The Economics of Decentralization: Mesh Networks & Economies of Span Nicolas Negroponte recently propheized that "everything you assumed about telecommunications is about to change," because of the potential combination of P2P and WiFi (802.11). He envisions WiFi eclipsing GSM in the US (maybe) and WiFi nodes acting as hubs to pass messages between themselves, P2P style, to create a mesh network that circumvents the need for wireline metro and long-haul transport (not likely). Its a beautiful vision, reminiscent of the early ISP days, but the architectual economics are not feasible.
Every time a message hops from one node to another, that hop introduces latency, degrading service quality. Scaling such an architecture beyond a hotspot node or two in the nieghborhood isn't feasible. Its the opposite of Metcalf's law, where the value of the network increases with every node. With a WiFi Mesh, the value of the network decreases with each node.

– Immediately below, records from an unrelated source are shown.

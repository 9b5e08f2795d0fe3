//! Error type for `dealdesk-store-sqlite`.

use thiserror::Error;

#[derive(Debug, Error)]
pub enum Error {
  #[error("database error: {0}")]
  Database(#[from] tokio_rusqlite::Error),

  #[error("date/time parse error: {0}")]
  DateParse(String),

  #[error("decimal parse error: {0:?}")]
  DecimalParse(String),

  #[error("unknown status in database: {0:?}")]
  StatusParse(String),
}

pub type Result<T, E = Error> = std::result::Result<T, E>;
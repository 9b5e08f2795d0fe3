//! dealdesk-server binary.
//!
//! Reads `config.toml` (or the path specified with `--config`), opens an
//! in-process SQLite store, and serves the deals JSON API under `/api`.
//! Every setting can also be supplied as a `DEALDESK_*` environment variable.

use std::{
  path::{Path, PathBuf},
  sync::Arc,
};

use anyhow::Context as _;
use clap::Parser;
use serde::Deserialize;
use tokio::net::TcpListener;
use tower_http::trace::TraceLayer;
use tracing::level_filters::LevelFilter;
use tracing_subscriber::EnvFilter;

use dealdesk_store_sqlite::SqliteStore;

#[derive(Parser)]
#[command(author, version, about = "Dealdesk API server")]
struct Cli {
  /// Path to the TOML configuration file.
  #[arg(short, long, default_value = "config.toml")]
  config: PathBuf,
}

/// Runtime server configuration; every field has a default so the server
/// starts with no config file at all.
#[derive(Debug, Clone, Deserialize)]
struct ServerConfig {
  #[serde(default = "default_host")]
  host:       String,
  #[serde(default = "default_port")]
  port:       u16,
  #[serde(default = "default_store_path")]
  store_path: PathBuf,
}

fn default_host() -> String { "127.0.0.1".to_owned() }
fn default_port() -> u16 { 8080 }
fn default_store_path() -> PathBuf { PathBuf::from("dealdesk.db") }

#[tokio::main]
async fn main() -> anyhow::Result<()> {
  // Initialise tracing.
  tracing_subscriber::fmt()
    .with_env_filter(
      EnvFilter::builder()
        .with_default_directive(LevelFilter::INFO.into())
        .from_env_lossy(),
    )
    .init();

  let cli = Cli::parse();

  // Load configuration.
  let settings = config::Config::builder()
    .add_source(config::File::from(cli.config).required(false))
    .add_source(config::Environment::with_prefix("DEALDESK"))
    .build()
    .context("failed to read config file")?;

  let server_cfg: ServerConfig = settings
    .try_deserialize()
    .context("failed to deserialise ServerConfig")?;

  // Expand `~` in store path and open the SQLite store.
  let store_path = expand_tilde(&server_cfg.store_path);
  let store = SqliteStore::open(&store_path)
    .await
    .with_context(|| format!("failed to open store at {store_path:?}"))?;

  let app = axum::Router::new()
    .nest("/api", dealdesk_api::api_router(Arc::new(store)))
    .layer(TraceLayer::new_for_http());

  let address = format!("{}:{}", server_cfg.host, server_cfg.port);
  tracing::info!("Listening on http://{address}");
  let listener = TcpListener::bind(&address)
    .await
    .with_context(|| format!("failed to bind {address}"))?;

  axum::serve(listener, app).await.context("server error")?;

  Ok(())
}

/// Expand a leading `~` to the user's home directory.
fn expand_tilde(path: &Path) -> PathBuf {
  let s = path.to_string_lossy();
  if let Some(rest) = s.strip_prefix("~/")
    && let Ok(home) = std::env::var("HOME")
  {
    return PathBuf::from(home).join(rest);
  }
  path.to_path_buf()
}
//! # Plugboard Bus - Event Bus for Host and Component Communication
//!
//! In-process broadcast bus over which the component host publishes its
//! lifecycle events and components exchange their own notifications.
//!
//! ```text
//! ┌──────────────┐                    ┌──────────────┐
//! │  Lifecycle   │                    │  Subscriber  │
//! │  Manager     │    publish()       │  (component, │
//! │              │ ──────┐            │   test, CLI) │
//! └──────────────┘       │            └──────────────┘
//!                        ▼                    ↑
//!                  ┌──────────────┐          │
//!                  │  Event Bus   │          │
//!                  │ (component)  │ ─────────┘
//!                  └──────────────┘  subscribe()
//! ```
//!
//! The bus is itself a hosted component (name
//! [`EVENT_BUS`](plugboard_types::EVENT_BUS)), constructed as the first of
//! the two bootstrap components. Publishing never blocks; subscribers that
//! fall behind are lagged, not waited on.

// Allow in tests
#![cfg_attr(test, allow(clippy::unwrap_used))]
#![cfg_attr(test, allow(clippy::expect_used))]

pub mod events;
pub mod publisher;
pub mod subscriber;

// Re-export main types
pub use events::{
    BatchEntry, EventFilter, EventTopic, HostEvent, LogRecord, UnloadEntry,
};
pub use publisher::{event_bus_factory, EventBus};
pub use subscriber::{Subscription, SubscriptionError};

/// Maximum events buffered per subscriber before the oldest are dropped.
pub const DEFAULT_CHANNEL_CAPACITY: usize = 1024;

In System Economics terms, the system exhibits diseconomies of span. With each new sequence of production, the system produces diminishing returns. More on architectual economies in a forthcoming post.
This morning, Rafe Needleman's Catch of the Day was "A Network of One's Peers." He covered two companies, Spanworks (there's that word again) and Greenpacket, two companies developing a more reasonable approach to ad hoc mesh wireless networking. By focusing on self-organizing between devices (Laptops, PDAs, Printers, etc.), they avoid scaling issues and realize economies of span.
The value of mesh networks is in their redundancy and inherent optionality. Vendors focusing on optimization logic that excercises these options have real promise. At Negroponte's scale, a vendor could create real value by combining a local WiFi Mesh with logic for multi-homing of IP Transit for optimized nieghborhood/multi-tentant unit Access. And considering the unnatural monopoly ILEC have over Access, any development in this area is beneficial.